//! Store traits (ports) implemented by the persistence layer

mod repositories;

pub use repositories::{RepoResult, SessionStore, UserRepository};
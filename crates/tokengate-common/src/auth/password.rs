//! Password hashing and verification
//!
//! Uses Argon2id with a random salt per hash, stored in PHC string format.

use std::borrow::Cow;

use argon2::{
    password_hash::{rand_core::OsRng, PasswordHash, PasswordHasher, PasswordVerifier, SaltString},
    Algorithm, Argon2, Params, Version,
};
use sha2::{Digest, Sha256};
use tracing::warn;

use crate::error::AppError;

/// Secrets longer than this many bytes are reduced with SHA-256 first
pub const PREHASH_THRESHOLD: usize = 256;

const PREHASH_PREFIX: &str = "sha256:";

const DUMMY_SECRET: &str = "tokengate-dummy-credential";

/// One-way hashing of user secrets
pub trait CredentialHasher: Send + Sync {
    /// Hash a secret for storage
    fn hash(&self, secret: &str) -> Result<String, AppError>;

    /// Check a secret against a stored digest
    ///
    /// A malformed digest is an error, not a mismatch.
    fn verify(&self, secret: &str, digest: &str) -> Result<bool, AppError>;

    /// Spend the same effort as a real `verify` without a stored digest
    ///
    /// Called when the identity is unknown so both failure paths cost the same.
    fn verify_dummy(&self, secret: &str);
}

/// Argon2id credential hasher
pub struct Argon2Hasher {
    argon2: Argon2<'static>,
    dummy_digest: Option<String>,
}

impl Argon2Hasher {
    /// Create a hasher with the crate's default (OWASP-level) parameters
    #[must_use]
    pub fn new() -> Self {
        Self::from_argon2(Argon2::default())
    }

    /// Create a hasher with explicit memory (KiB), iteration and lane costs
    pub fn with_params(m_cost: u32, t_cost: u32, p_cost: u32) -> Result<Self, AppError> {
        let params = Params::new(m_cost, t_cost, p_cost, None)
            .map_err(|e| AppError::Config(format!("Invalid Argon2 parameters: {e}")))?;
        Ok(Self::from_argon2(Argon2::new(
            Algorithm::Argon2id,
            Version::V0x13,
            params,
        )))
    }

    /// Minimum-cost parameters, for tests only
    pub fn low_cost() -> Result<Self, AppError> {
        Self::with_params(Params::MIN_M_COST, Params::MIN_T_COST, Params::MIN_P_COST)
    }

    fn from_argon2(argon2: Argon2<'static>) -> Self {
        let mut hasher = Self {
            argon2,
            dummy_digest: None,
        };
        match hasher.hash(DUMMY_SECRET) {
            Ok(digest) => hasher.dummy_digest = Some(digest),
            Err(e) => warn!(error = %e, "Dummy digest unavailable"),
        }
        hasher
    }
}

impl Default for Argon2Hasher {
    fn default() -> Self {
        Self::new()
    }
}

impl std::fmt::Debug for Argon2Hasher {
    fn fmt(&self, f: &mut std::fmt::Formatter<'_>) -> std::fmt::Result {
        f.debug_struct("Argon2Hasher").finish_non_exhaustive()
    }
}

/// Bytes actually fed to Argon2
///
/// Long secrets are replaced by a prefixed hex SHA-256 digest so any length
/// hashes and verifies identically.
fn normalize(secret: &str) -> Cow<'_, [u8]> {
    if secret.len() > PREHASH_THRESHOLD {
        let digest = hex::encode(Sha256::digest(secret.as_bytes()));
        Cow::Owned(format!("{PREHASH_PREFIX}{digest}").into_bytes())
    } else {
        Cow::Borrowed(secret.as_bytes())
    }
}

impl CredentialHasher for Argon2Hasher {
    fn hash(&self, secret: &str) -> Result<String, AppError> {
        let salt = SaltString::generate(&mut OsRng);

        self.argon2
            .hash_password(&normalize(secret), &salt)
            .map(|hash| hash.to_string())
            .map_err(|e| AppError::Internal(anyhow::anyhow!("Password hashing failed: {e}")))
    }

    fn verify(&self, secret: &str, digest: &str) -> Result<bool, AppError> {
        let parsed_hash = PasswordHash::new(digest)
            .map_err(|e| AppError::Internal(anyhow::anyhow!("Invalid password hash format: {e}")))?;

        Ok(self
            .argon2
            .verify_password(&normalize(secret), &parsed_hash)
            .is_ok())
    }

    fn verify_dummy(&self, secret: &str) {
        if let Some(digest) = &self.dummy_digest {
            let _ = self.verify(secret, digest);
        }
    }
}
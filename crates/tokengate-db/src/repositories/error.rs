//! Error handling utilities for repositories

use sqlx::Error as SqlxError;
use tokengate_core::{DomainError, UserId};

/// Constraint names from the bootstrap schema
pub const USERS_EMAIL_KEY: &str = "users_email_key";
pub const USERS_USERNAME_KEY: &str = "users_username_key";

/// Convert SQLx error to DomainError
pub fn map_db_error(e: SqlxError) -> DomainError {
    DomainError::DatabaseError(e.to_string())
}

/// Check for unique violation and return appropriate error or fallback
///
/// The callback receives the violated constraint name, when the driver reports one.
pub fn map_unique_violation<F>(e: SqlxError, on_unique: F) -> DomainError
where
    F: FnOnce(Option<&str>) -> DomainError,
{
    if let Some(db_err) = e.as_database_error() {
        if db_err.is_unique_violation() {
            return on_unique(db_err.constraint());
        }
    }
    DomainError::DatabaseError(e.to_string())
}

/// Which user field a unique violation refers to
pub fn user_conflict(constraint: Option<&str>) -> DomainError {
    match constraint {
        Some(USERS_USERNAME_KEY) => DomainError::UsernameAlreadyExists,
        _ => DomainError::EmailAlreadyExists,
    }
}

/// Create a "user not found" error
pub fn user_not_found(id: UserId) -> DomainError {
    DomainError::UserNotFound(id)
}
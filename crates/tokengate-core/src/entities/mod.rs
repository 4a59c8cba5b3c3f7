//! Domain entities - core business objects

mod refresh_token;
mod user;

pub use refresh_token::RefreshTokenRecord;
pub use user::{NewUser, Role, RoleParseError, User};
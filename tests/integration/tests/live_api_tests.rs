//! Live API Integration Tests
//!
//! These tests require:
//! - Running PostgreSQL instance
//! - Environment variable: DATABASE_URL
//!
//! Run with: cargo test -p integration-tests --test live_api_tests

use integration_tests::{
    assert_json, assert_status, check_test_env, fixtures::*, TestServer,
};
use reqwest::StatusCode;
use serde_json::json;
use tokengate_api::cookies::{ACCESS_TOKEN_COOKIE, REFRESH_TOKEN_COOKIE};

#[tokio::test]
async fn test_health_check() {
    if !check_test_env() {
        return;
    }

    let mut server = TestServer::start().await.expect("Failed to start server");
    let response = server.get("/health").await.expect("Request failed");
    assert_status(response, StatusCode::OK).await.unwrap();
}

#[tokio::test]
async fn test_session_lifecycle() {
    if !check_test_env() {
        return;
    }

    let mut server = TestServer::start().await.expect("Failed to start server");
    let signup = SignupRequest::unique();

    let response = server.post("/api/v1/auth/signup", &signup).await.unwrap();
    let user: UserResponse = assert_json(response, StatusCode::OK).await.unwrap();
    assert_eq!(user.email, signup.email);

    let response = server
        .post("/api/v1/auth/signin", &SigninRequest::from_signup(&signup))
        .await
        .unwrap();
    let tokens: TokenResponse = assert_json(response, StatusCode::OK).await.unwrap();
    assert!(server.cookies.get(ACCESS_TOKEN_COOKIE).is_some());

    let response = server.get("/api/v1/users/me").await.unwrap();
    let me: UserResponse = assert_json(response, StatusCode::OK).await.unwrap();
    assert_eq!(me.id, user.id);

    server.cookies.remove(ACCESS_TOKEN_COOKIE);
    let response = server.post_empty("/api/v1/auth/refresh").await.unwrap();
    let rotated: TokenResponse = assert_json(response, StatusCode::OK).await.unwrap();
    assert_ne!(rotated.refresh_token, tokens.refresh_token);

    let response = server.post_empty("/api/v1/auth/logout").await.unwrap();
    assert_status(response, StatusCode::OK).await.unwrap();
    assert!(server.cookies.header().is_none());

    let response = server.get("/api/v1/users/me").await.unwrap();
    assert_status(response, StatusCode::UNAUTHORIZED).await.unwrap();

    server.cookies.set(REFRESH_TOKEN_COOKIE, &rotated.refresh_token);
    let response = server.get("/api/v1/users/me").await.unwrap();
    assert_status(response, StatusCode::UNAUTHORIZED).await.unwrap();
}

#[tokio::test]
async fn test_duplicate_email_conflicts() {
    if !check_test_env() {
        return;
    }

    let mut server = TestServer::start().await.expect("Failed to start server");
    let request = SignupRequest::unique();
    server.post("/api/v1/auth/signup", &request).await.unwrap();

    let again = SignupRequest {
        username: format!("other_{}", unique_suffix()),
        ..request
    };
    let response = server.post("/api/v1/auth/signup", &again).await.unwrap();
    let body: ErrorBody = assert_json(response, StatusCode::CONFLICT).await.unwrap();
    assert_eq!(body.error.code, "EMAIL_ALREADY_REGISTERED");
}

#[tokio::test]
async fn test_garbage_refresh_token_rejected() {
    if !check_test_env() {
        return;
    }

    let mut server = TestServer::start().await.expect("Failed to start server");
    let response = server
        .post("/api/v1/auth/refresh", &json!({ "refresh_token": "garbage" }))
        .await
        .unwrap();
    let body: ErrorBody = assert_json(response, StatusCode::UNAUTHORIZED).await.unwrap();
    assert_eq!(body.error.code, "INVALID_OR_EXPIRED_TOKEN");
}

■ WHAT THE TASK REQUIRES
Please state how many lines in the data contain the word "normalize", giving only that number.

■ SOLUTION BELOW
3